Set out exactly every line of the entries below, starting at the line that holds "lock, in milliseconds." and stopping after the line that holds "so the scan".

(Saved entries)
---
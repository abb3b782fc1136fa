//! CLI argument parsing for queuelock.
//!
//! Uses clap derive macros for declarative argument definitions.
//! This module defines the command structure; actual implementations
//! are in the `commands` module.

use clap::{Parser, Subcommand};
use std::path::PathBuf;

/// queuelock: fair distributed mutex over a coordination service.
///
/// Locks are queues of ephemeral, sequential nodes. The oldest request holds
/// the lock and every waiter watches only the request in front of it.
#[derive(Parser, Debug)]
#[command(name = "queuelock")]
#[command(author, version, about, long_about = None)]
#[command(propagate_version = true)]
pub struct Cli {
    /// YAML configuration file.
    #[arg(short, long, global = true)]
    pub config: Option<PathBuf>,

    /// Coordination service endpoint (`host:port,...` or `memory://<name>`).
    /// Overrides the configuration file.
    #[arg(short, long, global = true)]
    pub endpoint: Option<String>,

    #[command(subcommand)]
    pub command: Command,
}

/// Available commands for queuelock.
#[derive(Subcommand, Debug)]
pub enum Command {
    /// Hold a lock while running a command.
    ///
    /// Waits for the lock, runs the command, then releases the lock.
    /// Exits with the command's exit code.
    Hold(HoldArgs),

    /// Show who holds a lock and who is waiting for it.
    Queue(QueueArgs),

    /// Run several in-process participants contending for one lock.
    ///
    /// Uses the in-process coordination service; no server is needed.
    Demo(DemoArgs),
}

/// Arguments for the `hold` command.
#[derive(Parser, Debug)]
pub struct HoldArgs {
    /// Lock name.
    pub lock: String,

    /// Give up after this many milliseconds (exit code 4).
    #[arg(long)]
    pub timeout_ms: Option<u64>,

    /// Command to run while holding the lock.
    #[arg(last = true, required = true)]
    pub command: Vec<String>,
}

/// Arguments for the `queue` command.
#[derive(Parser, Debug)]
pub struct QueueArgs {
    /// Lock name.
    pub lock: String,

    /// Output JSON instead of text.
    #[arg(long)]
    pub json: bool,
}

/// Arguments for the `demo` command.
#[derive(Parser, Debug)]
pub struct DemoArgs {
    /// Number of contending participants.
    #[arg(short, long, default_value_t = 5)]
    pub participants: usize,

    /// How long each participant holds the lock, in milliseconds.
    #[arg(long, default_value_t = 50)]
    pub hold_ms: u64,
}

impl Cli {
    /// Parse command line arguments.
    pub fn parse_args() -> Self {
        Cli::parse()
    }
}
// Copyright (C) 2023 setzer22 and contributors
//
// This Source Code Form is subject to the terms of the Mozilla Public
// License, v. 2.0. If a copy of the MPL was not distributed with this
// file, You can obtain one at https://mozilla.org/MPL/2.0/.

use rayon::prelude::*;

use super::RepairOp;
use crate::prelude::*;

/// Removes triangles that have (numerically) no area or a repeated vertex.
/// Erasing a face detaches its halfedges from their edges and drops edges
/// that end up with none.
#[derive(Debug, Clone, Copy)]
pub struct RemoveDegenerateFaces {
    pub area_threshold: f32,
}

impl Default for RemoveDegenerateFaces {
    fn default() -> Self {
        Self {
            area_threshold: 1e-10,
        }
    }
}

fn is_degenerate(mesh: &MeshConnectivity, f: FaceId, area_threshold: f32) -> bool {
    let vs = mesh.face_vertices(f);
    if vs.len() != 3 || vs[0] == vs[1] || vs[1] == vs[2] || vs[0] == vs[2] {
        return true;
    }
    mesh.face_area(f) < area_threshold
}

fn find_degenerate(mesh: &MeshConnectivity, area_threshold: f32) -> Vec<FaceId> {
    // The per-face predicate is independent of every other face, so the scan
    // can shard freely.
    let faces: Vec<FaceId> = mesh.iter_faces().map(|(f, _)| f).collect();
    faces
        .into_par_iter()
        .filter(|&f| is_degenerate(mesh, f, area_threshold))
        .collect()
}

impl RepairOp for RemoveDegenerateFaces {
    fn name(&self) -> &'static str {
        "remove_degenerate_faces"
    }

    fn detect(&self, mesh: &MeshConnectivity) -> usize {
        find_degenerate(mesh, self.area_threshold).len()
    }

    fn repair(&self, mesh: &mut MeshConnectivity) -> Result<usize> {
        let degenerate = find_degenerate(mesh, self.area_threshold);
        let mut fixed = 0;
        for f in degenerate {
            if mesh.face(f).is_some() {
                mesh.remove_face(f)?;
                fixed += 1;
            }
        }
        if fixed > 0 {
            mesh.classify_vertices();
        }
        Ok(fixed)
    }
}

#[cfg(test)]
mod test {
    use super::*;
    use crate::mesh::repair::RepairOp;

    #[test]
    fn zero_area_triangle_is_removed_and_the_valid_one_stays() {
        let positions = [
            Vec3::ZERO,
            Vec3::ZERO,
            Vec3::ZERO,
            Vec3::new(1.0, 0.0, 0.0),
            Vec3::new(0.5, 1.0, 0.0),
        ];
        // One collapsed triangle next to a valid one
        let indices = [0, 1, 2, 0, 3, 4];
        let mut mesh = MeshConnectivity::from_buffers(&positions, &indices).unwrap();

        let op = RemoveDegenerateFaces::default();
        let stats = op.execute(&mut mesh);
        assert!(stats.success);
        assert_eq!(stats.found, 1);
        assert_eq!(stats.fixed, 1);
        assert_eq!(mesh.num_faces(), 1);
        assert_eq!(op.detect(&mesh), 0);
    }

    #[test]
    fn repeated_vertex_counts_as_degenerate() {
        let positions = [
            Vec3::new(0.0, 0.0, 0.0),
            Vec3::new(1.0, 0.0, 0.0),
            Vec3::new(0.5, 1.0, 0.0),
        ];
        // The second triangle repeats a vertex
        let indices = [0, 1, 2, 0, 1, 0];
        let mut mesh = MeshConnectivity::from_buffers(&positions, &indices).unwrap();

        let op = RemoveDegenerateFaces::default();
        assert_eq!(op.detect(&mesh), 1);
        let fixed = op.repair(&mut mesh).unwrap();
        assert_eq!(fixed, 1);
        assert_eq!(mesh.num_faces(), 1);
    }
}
---
Exercise solution:
    /// How long each participant holds the lock, in milliseconds.
    #[arg(long, default_value_t = 50)]
    pub hold_ms: u64,
}

impl Cli {
    /// Parse command line arguments.
    pub fn parse_args() -> Self {
        Cli::parse()
    }
}
// Copyright (C) 2023 setzer22 and contributors
//
// This Source Code Form is subject to the terms of the Mozilla Public
// License, v. 2.0. If a copy of the MPL was not distributed with this
// file, You can obtain one at https://mozilla.org/MPL/2.0/.

use rayon::prelude::*;

use super::RepairOp;
use crate::prelude::*;

/// Removes triangles that have (numerically) no area or a repeated vertex.
/// Erasing a face detaches its halfedges from their edges and drops edges
/// that end up with none.
#[derive(Debug, Clone, Copy)]
pub struct RemoveDegenerateFaces {
    pub area_threshold: f32,
}

impl Default for RemoveDegenerateFaces {
    fn default() -> Self {
        Self {
            area_threshold: 1e-10,
        }
    }
}

fn is_degenerate(mesh: &MeshConnectivity, f: FaceId, area_threshold: f32) -> bool {
    let vs = mesh.face_vertices(f);
    if vs.len() != 3 || vs[0] == vs[1] || vs[1] == vs[2] || vs[0] == vs[2] {
        return true;
    }
    mesh.face_area(f) < area_threshold
}

fn find_degenerate(mesh: &MeshConnectivity, area_threshold: f32) -> Vec<FaceId> {
    // The per-face predicate is independent of every other face, so the scan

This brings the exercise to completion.